• [ENTRIES SHOWN]:
=======

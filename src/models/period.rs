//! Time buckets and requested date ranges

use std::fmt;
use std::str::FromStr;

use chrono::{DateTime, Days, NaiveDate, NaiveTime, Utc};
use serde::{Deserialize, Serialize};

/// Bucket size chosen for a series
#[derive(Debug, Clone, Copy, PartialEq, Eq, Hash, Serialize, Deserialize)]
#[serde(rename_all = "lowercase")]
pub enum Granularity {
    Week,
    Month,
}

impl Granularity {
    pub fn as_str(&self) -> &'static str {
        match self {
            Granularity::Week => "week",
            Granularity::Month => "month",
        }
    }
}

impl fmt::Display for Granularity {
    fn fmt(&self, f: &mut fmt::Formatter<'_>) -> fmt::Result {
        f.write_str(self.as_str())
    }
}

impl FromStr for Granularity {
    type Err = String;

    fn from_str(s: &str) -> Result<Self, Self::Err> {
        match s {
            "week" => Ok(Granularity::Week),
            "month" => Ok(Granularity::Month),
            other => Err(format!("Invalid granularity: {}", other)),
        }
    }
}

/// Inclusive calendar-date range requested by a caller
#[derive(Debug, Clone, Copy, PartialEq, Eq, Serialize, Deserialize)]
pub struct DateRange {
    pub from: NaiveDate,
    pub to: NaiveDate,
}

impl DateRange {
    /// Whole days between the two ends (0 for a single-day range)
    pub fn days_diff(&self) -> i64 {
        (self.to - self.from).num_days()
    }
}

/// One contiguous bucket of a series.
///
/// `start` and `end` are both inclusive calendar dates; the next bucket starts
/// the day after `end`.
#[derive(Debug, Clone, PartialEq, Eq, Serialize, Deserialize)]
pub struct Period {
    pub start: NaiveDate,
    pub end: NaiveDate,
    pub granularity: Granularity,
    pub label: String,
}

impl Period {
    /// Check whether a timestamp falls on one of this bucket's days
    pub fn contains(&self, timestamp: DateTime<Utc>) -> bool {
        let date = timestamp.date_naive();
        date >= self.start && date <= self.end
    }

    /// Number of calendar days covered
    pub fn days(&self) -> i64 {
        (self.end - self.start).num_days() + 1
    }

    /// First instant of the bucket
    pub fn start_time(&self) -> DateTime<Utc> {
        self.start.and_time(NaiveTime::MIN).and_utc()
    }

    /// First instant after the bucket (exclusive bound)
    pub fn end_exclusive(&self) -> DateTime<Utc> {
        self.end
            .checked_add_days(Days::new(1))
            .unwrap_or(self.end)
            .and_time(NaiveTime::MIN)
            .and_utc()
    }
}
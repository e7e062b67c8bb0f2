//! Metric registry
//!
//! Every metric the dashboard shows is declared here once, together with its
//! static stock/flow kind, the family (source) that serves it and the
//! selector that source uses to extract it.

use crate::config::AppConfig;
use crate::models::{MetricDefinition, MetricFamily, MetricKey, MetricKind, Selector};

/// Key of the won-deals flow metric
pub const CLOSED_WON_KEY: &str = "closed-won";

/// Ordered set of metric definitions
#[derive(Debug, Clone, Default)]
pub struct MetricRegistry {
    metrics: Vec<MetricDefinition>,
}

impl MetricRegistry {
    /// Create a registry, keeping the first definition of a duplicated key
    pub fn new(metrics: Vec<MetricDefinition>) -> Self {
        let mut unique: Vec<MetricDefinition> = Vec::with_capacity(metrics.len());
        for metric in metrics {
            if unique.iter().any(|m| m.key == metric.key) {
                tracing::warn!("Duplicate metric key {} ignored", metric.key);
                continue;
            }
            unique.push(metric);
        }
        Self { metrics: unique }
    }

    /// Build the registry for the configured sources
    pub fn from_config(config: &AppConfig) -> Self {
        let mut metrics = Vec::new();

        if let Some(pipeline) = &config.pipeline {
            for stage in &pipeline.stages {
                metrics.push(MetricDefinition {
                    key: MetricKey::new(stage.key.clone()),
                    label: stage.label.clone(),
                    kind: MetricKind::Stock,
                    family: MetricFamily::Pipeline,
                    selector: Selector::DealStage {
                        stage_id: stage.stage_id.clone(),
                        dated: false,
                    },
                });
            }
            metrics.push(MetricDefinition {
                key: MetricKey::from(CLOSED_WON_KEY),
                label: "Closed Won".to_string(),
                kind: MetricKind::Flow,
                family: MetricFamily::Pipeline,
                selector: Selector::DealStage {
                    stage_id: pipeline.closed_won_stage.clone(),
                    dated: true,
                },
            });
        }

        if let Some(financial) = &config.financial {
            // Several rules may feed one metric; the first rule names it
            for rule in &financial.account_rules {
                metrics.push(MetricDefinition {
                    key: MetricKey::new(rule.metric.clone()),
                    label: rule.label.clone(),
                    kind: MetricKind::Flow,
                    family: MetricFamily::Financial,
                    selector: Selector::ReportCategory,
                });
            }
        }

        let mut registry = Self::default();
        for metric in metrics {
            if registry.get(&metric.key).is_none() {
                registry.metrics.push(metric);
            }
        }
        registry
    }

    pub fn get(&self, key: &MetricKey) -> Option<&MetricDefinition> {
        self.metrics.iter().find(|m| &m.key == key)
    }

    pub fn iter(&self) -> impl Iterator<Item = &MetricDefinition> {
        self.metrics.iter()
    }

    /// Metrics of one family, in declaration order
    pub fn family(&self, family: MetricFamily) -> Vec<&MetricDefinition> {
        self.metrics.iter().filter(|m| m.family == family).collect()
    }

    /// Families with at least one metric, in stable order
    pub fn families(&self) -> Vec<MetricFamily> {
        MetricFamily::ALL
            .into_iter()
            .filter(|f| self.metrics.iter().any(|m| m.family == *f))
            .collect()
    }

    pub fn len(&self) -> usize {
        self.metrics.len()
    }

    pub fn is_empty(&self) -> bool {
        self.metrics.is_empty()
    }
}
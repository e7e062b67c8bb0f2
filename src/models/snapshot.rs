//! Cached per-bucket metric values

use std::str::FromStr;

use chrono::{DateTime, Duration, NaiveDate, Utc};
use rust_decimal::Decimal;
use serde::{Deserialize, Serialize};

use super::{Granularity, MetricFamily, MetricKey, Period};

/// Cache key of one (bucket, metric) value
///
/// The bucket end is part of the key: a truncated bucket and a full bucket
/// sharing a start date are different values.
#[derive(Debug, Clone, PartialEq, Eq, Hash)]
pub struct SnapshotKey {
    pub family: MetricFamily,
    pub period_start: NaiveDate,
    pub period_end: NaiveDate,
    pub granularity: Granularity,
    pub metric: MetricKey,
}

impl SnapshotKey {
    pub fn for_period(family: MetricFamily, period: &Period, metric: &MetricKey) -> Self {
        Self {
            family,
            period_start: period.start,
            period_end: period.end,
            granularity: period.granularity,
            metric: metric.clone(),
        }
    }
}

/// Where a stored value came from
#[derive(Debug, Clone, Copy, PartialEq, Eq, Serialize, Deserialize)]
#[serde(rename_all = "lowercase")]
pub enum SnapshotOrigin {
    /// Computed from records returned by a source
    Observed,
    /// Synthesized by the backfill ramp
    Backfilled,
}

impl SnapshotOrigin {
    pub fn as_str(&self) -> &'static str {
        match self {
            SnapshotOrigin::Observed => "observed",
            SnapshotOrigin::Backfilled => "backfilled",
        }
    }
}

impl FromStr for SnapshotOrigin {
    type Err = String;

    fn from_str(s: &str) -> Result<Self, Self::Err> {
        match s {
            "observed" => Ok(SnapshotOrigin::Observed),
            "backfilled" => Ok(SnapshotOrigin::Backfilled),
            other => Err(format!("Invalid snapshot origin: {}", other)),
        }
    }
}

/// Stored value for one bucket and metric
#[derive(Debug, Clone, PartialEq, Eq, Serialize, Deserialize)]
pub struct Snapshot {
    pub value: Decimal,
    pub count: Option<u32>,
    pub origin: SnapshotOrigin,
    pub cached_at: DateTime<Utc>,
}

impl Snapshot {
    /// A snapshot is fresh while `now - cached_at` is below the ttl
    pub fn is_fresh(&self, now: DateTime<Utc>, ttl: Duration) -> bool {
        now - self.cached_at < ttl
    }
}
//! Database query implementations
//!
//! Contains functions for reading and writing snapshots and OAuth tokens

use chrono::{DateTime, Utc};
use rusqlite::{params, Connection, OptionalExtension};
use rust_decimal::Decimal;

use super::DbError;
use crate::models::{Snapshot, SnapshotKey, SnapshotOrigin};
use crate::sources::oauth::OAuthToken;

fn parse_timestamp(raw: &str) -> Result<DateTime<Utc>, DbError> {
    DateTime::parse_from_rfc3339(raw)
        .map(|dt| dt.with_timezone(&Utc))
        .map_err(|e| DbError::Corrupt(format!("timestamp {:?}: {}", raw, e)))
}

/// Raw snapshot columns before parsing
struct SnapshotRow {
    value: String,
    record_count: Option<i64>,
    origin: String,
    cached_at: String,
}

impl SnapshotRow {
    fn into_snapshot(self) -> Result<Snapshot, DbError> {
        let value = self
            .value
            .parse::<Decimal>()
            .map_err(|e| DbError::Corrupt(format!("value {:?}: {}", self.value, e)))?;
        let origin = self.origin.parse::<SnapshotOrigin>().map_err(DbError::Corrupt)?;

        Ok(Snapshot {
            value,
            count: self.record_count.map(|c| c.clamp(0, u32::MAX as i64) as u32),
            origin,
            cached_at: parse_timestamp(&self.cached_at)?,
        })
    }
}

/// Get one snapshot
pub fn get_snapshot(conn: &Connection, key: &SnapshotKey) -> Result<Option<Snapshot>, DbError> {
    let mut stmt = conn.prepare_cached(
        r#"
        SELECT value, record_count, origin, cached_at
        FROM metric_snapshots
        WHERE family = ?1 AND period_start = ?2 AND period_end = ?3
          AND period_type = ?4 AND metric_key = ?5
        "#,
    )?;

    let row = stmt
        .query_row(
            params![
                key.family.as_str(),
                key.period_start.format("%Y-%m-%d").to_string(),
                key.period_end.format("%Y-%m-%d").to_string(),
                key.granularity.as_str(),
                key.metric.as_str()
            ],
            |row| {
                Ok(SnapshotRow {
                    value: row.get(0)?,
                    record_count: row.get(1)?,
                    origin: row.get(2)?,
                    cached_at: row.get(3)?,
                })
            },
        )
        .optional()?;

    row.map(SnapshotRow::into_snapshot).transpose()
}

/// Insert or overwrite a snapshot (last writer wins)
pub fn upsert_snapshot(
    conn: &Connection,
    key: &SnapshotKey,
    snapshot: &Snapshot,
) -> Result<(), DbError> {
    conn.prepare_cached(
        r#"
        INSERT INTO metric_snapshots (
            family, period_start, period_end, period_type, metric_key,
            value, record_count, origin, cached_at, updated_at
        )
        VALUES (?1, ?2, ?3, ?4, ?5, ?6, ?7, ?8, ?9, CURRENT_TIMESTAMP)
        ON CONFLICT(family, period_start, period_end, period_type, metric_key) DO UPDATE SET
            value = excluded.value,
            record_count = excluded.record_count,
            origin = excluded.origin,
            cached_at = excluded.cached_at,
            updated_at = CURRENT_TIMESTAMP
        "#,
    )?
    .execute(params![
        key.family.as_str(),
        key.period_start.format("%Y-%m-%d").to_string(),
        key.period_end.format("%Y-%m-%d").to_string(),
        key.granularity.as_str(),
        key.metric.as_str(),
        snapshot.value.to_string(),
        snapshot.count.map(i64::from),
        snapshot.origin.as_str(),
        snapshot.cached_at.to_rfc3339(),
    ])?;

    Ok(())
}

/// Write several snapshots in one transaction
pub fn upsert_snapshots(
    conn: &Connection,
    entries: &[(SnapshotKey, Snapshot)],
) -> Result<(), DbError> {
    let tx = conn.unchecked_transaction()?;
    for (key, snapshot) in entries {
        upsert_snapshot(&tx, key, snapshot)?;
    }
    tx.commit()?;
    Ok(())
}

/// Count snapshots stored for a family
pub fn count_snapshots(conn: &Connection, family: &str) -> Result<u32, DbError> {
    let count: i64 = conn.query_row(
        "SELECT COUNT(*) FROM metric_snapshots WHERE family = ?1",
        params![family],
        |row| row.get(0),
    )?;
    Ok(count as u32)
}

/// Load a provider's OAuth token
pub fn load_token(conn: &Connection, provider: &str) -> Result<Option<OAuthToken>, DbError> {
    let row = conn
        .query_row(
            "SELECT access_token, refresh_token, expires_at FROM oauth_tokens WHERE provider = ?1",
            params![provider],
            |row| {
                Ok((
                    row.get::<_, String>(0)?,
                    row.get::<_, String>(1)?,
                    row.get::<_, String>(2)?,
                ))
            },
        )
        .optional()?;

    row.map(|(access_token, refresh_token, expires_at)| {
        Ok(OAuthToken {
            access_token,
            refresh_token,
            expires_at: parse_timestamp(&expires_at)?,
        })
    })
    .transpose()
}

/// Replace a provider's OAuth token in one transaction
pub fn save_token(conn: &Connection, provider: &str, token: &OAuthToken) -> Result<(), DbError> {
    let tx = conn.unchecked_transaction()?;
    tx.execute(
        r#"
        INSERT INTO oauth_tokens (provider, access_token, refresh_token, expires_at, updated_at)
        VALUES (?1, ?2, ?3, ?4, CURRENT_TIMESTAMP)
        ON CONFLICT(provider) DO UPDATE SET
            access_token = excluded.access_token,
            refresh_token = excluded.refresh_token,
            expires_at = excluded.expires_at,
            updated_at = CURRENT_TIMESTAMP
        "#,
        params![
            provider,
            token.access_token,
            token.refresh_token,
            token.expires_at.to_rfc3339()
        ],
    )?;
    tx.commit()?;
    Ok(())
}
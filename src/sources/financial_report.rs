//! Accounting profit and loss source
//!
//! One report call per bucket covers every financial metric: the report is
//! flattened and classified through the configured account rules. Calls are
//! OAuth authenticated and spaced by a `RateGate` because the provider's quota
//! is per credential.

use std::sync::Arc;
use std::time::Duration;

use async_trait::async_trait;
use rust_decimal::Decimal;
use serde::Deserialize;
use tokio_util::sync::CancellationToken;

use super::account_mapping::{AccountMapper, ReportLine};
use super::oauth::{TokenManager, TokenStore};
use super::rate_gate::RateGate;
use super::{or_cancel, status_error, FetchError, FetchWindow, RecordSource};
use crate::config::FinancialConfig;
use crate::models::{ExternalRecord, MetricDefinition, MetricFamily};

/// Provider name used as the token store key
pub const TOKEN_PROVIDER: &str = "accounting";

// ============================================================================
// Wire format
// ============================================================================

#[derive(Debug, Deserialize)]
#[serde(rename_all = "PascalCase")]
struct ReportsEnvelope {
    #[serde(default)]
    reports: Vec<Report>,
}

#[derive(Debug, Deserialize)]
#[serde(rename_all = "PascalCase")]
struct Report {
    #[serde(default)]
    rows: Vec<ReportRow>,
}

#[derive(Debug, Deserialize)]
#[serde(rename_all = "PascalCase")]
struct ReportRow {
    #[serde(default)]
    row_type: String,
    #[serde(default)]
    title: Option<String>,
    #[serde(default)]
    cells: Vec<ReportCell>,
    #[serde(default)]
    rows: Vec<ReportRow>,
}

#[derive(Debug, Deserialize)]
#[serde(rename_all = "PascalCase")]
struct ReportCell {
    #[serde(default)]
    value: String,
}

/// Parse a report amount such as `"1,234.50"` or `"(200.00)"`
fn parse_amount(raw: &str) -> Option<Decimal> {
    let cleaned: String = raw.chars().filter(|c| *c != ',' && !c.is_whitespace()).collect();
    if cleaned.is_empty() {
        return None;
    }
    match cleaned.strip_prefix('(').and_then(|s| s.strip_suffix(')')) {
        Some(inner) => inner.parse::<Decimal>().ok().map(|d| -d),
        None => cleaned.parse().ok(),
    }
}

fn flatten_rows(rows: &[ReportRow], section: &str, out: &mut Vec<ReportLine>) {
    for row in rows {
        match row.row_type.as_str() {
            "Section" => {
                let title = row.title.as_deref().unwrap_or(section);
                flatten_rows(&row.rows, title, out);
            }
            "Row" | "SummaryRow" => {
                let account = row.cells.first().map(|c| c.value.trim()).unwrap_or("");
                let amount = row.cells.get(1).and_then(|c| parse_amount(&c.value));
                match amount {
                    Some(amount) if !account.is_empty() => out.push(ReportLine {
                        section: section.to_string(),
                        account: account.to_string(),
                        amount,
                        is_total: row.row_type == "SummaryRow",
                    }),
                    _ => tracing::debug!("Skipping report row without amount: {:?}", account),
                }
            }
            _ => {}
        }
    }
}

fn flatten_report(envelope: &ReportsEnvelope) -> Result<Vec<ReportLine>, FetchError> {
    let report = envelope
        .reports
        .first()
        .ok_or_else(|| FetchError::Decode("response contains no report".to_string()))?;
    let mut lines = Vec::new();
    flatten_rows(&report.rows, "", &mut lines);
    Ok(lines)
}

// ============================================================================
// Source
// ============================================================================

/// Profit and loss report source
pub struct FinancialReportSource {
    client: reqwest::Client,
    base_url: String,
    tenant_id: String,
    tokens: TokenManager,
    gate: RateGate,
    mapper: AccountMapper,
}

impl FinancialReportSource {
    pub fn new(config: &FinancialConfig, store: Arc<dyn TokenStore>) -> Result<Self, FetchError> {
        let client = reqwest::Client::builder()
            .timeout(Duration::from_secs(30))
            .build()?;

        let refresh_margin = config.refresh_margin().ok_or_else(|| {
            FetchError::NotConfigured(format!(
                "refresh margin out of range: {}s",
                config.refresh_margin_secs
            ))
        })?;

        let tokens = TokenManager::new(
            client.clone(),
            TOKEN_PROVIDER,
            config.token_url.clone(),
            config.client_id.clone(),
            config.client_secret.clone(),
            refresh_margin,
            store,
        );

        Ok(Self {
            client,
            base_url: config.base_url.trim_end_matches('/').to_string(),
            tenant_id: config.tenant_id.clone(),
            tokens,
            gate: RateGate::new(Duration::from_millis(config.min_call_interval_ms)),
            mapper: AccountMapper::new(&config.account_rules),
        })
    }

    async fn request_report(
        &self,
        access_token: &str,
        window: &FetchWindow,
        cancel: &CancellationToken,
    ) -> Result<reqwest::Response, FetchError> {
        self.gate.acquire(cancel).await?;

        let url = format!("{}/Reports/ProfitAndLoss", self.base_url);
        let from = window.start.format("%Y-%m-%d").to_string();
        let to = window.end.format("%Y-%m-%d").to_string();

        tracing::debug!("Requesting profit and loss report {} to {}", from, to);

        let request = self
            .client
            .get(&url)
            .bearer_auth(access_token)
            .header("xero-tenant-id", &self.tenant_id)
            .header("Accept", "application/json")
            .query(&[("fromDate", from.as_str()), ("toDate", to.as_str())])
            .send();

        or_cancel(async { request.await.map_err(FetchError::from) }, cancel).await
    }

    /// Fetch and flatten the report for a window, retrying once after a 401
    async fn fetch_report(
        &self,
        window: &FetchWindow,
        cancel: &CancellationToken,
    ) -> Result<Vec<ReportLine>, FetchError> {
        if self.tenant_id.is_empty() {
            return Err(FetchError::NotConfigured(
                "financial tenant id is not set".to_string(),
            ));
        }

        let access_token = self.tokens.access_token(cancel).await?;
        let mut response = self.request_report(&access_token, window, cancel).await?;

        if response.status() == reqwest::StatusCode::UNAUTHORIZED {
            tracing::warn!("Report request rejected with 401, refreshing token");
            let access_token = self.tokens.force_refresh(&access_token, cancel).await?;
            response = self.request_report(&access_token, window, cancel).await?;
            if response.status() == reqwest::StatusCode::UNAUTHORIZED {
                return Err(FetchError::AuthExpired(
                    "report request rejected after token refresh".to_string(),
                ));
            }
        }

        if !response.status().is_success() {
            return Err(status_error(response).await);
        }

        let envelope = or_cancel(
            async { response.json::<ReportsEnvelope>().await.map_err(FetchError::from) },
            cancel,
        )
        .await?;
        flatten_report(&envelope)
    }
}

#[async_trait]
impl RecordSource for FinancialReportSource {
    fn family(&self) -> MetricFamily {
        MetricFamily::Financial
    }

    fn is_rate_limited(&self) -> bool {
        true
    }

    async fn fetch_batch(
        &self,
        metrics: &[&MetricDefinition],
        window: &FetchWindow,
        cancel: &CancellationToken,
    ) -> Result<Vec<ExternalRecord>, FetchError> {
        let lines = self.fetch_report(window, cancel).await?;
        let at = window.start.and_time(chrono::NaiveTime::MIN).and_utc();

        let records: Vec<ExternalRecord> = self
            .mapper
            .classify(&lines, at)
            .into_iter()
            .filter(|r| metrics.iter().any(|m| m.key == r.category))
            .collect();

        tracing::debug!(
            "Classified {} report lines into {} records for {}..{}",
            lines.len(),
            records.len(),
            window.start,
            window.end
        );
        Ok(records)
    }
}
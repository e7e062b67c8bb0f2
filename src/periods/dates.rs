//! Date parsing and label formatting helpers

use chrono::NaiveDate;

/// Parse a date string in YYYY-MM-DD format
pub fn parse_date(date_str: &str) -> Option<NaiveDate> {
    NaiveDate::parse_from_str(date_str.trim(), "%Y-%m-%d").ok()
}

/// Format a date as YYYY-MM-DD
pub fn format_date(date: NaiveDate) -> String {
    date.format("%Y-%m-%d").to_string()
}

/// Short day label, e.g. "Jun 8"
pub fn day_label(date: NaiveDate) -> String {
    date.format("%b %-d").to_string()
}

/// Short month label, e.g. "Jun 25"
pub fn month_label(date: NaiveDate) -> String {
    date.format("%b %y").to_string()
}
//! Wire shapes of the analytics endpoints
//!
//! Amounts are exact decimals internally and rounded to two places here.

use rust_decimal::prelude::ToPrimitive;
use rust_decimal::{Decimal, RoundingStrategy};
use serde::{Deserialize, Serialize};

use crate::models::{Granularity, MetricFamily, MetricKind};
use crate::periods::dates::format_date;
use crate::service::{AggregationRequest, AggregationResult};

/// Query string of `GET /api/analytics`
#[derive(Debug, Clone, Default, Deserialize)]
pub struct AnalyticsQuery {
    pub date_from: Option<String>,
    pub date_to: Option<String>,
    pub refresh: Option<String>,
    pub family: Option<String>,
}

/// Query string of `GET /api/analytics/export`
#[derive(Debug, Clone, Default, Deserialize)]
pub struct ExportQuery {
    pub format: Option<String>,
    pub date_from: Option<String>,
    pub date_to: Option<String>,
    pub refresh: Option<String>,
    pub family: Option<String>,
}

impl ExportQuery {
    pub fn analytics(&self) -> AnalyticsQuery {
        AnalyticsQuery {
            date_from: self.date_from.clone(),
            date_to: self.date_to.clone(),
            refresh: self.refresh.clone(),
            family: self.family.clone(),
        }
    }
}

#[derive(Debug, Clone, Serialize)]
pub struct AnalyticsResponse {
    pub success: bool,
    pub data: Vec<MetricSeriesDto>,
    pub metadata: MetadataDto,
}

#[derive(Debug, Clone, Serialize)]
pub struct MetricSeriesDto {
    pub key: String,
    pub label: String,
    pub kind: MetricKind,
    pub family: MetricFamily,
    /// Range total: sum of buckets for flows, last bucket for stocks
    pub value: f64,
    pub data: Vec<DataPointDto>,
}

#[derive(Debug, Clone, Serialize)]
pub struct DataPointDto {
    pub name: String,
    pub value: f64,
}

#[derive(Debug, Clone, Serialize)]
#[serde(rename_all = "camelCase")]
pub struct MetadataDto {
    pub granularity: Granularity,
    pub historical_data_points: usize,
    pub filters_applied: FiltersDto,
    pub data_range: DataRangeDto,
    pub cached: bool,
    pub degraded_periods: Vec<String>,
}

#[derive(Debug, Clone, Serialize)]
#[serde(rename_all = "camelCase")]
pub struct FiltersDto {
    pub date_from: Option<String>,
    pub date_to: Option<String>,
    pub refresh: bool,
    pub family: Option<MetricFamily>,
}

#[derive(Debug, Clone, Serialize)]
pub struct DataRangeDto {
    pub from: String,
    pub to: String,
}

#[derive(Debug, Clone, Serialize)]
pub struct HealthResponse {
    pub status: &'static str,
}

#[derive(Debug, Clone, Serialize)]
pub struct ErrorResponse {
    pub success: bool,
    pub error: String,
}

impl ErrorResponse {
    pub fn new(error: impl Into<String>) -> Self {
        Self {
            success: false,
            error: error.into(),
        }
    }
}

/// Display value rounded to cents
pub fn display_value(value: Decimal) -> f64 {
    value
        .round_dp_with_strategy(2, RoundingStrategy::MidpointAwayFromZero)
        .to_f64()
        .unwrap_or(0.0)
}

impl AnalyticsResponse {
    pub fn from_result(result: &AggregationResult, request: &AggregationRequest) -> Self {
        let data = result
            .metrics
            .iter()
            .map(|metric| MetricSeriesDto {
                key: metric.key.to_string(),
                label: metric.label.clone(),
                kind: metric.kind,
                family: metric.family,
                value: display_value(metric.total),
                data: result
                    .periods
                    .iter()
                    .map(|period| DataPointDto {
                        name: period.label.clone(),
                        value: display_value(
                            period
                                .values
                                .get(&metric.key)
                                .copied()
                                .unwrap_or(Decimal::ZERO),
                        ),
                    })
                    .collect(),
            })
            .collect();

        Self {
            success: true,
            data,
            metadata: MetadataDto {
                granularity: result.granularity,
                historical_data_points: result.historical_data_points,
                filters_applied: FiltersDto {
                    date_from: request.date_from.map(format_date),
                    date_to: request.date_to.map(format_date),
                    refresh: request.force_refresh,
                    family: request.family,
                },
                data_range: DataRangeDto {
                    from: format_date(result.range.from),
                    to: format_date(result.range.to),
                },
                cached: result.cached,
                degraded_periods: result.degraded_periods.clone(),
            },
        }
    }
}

=======

• [PROBLEM DESCRIPTION]:
Restate word for word the lines above, beginning at the first one and ending at the line that carries "pub fn days(&self)".

• [REPLY]:
filename src/models/period.rs
//! Time buckets and requested date ranges

use std::fmt;
use std::str::FromStr;

use chrono::{DateTime, Days, NaiveDate, NaiveTime, Utc};
use serde::{Deserialize, Serialize};

/// Bucket size chosen for a series
#[derive(Debug, Clone, Copy, PartialEq, Eq, Hash, Serialize, Deserialize)]
#[serde(rename_all = "lowercase")]
pub enum Granularity {
    Week,
    Month,
}

impl Granularity {
    pub fn as_str(&self) -> &'static str {
        match self {
            Granularity::Week => "week",
            Granularity::Month => "month",
        }
    }
}

impl fmt::Display for Granularity {
    fn fmt(&self, f: &mut fmt::Formatter<'_>) -> fmt::Result {
        f.write_str(self.as_str())
    }
}

impl FromStr for Granularity {
    type Err = String;

    fn from_str(s: &str) -> Result<Self, Self::Err> {
        match s {
            "week" => Ok(Granularity::Week),
            "month" => Ok(Granularity::Month),
            other => Err(format!("Invalid granularity: {}", other)),
        }
    }
}

/// Inclusive calendar-date range requested by a caller
#[derive(Debug, Clone, Copy, PartialEq, Eq, Serialize, Deserialize)]
pub struct DateRange {
    pub from: NaiveDate,
    pub to: NaiveDate,
}

impl DateRange {
    /// Whole days between the two ends (0 for a single-day range)
    pub fn days_diff(&self) -> i64 {
        (self.to - self.from).num_days()
    }
}

/// One contiguous bucket of a series.
///
/// `start` and `end` are both inclusive calendar dates; the next bucket starts
/// the day after `end`.
#[derive(Debug, Clone, PartialEq, Eq, Serialize, Deserialize)]
pub struct Period {
    pub start: NaiveDate,
    pub end: NaiveDate,
    pub granularity: Granularity,
    pub label: String,
}

impl Period {
    /// Check whether a timestamp falls on one of this bucket's days
    pub fn contains(&self, timestamp: DateTime<Utc>) -> bool {
        let date = timestamp.date_naive();
        date >= self.start && date <= self.end
    }

    /// Number of calendar days covered
    pub fn days(&self) -> i64 {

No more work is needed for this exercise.